A produção de grãos do Nordeste deve alcançar 34 milhões de toneladas na safra 2025/26, crescimento de 8,3% em comparação com o ciclo anterior. Os dados fazem parte do 11º Levantamento da Safra de Grãos, divulgado nesta quinta-feira (13) pela Companhia Nacional de Abastecimento (Conab).
Além do aumento no volume, o Nordeste também ampliou a área destinada aos grãos. O espaço cultivado chegou a 10,2 milhões de hectares, 1,8% acima do registrado no ciclo passado. Já o rendimento médio das lavouras avançou 6,4%, passando de 3.129 para 3.330 quilos por hectare.
O desempenho coloca a região entre os principais destaques da atual temporada. A expansão nordestina supera o crescimento projetado para a produção brasileira, com avanço estimado de 2,4% sobre a safra 2024/25.
Bahia concentra maior produção de grãos do Nordeste
Dentro da região, a Bahia permanece na liderança. A estimativa da Conab aponta uma colheita de aproximadamente 15 milhões de toneladas no estado, resultado 7,3% superior ao da safra anterior.
Assim como a média nacional, a área plantada no estado também cresceu. Foram cerca de 4,07 milhões de hectares destinados à produção de grãos, alta de 3,4%. A produtividade média estadual está estimada em 3.690 quilos por hectare.
Um dos principais destaques está na soja. A Bahia apresenta a maior produtividade média da oleaginosa entre os estados brasileiros, com previsão de 4.260 quilos por hectare, de acordo com o levantamento.
O resultado ocorre mesmo diante das incertezas relacionadas ao comportamento climático durante a temporada. A regularidade das chuvas e a disponibilidade de água ao longo do ciclo contribuíram para o desenvolvimento das lavouras e para o enchimento dos grãos.
Clima e tecnologia favorecem produção no Oeste da Bahia
A chegada do El Niño aumenta a atenção dos produtores para possíveis alterações no regime de chuvas e nas condições climáticas. Ainda assim, a Bahia mantém a posição de principal produtora de soja do Nordeste, impulsionada pelo desempenho do Oeste baiano, uma das áreas mais importantes do agronegócio estadual.

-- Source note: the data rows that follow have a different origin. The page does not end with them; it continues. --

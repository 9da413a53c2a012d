//! Share message and link formatting

use serde::{Deserialize, Serialize};

use crate::config::ShareConfig;
use crate::models::{EventType, SocialEvent};

#[derive(Debug, Clone, PartialEq, Eq, Serialize, Deserialize)]
pub struct ShareLink {
    pub message: String,
    pub url: String,
}

/// Invitation text and link for an event
pub fn share_link(event: &SocialEvent, config: &ShareConfig) -> ShareLink {
    let url = match event.event_type {
        EventType::Roast | EventType::Party => {
            format!("{}://social/{}", config.deep_link_scheme, event.id)
        }
        EventType::Potluck => format!("https://{}/potluck/{}", config.web_host, event.id),
    };
    let when = event.date_time.format("%A %-d %B at %H:%M");

    let message = match event.event_type {
        EventType::Roast => format!(
            "{} is hosting a Sunday Roast: \"{}\" on {}. Vote for what's on the table: {}",
            event.host_name, event.title, when, url
        ),
        EventType::Party => format!(
            "You're invited to \"{}\" on {}! Check the menu and your kitchen role: {}",
            event.title, when, url
        ),
        EventType::Potluck => format!(
            "Potluck time! \"{}\" on {}. Pick a dish to bring: {}",
            event.title, when, url
        ),
    };

    ShareLink { message, url }
}

#[cfg(test)]
mod tests {
    use super::*;
    use crate::models::EventDraft;
    use chrono::{TimeZone, Utc};
    use uuid::Uuid;

    fn event(event_type: EventType) -> SocialEvent {
        EventDraft::new(event_type)
            .with_title("Family Dinner")
            .with_date_time(Utc.with_ymd_and_hms(2026, 10, 25, 13, 0, 0).unwrap())
            .into_event(Uuid::new_v4(), "Ana")
            .unwrap()
    }

    #[test]
    fn test_roast_uses_deep_link() {
        let event = event(EventType::Roast);
        let link = share_link(&event, &ShareConfig::default());
        assert_eq!(link.url, format!("app://social/{}", event.id));
        assert!(link.message.contains("Sunday Roast"));
        assert!(link.message.contains("Sunday 25 October at 13:00"));
        assert!(link.message.ends_with(&link.url));
    }

    #[test]
    fn test_party_uses_configured_scheme() {
        let event = event(EventType::Party);
        let config = ShareConfig {
            deep_link_scheme: "gather".into(),
            ..ShareConfig::default()
        };
        let link = share_link(&event, &config);
        assert_eq!(link.url, format!("gather://social/{}", event.id));
    }

    #[test]
    fn test_potluck_uses_web_url() {
        let event = event(EventType::Potluck);
        let config = ShareConfig {
            web_host: "dinners.example".into(),
            ..ShareConfig::default()
        };
        let link = share_link(&event, &config);
        assert_eq!(
            link.url,
            format!("https://dinners.example/potluck/{}", event.id)
        );
        assert!(link.message.contains("Pick a dish"));
    }
}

A região também está inserida no Matopiba, fronteira agrícola que reúne áreas de Maranhão, Tocantins, Piauí e Bahia. O avanço da produção tem sido acompanhado por investimentos em tecnologia, inovação, planejamento e acesso à informação.
Esses fatores contribuem para que os produtores tenham mais ferramentas para acompanhar as condições das lavouras e tomar decisões diante de eventuais adversidades. O planejamento do ciclo produtivo, associado ao uso de tecnologias e ao monitoramento climático, pode ajudar a reduzir os impactos de períodos de instabilidade.